DATA SHOWN section start

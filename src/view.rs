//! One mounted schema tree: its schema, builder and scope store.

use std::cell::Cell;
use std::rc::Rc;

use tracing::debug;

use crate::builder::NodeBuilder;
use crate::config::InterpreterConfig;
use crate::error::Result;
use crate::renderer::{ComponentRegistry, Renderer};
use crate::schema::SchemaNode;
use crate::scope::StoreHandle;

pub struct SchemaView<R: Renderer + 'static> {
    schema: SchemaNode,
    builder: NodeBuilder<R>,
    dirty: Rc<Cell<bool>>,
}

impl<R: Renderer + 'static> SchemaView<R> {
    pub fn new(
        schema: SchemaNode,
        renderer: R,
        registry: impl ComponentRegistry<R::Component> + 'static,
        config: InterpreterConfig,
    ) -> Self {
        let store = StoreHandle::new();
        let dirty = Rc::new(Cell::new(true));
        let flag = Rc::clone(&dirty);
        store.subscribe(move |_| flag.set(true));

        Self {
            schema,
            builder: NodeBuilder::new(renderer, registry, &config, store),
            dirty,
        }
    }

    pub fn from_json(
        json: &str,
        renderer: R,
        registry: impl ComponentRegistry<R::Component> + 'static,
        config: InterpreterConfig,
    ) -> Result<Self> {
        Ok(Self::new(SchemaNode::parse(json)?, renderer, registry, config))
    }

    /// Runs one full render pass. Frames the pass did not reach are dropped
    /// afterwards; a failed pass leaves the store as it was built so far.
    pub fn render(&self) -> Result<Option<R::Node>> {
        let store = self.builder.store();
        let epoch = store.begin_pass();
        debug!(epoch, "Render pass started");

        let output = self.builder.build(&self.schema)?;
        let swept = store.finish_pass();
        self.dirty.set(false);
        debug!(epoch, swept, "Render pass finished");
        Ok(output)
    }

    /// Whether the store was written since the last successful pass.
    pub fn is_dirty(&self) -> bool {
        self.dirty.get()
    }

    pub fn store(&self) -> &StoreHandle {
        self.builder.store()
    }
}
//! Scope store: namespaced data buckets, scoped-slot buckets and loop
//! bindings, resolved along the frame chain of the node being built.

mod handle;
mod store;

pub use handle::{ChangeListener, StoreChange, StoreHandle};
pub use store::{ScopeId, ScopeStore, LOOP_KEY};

DATA SHOWN section end

[DIRECTIONS]: Only one stretch of the records above is wanted: the lines between the one holding "use crate::builder::NodeBuilder;" and the one holding "let dirty = Rc::new(Cell::new(true));", inclusive, reproduced exactly.

[RESULT OF THE EXERCISE]:
use crate::builder::NodeBuilder;
use crate::config::InterpreterConfig;
use crate::error::Result;
use crate::renderer::{ComponentRegistry, Renderer};
use crate::schema::SchemaNode;
use crate::scope::StoreHandle;

pub struct SchemaView<R: Renderer + 'static> {
    schema: SchemaNode,
    builder: NodeBuilder<R>,
    dirty: Rc<Cell<bool>>,
}

impl<R: Renderer + 'static> SchemaView<R> {
    pub fn new(
        schema: SchemaNode,
        renderer: R,
        registry: impl ComponentRegistry<R::Component> + 'static,
        config: InterpreterConfig,
    ) -> Self {
        let store = StoreHandle::new();
        let dirty = Rc::new(Cell::new(true));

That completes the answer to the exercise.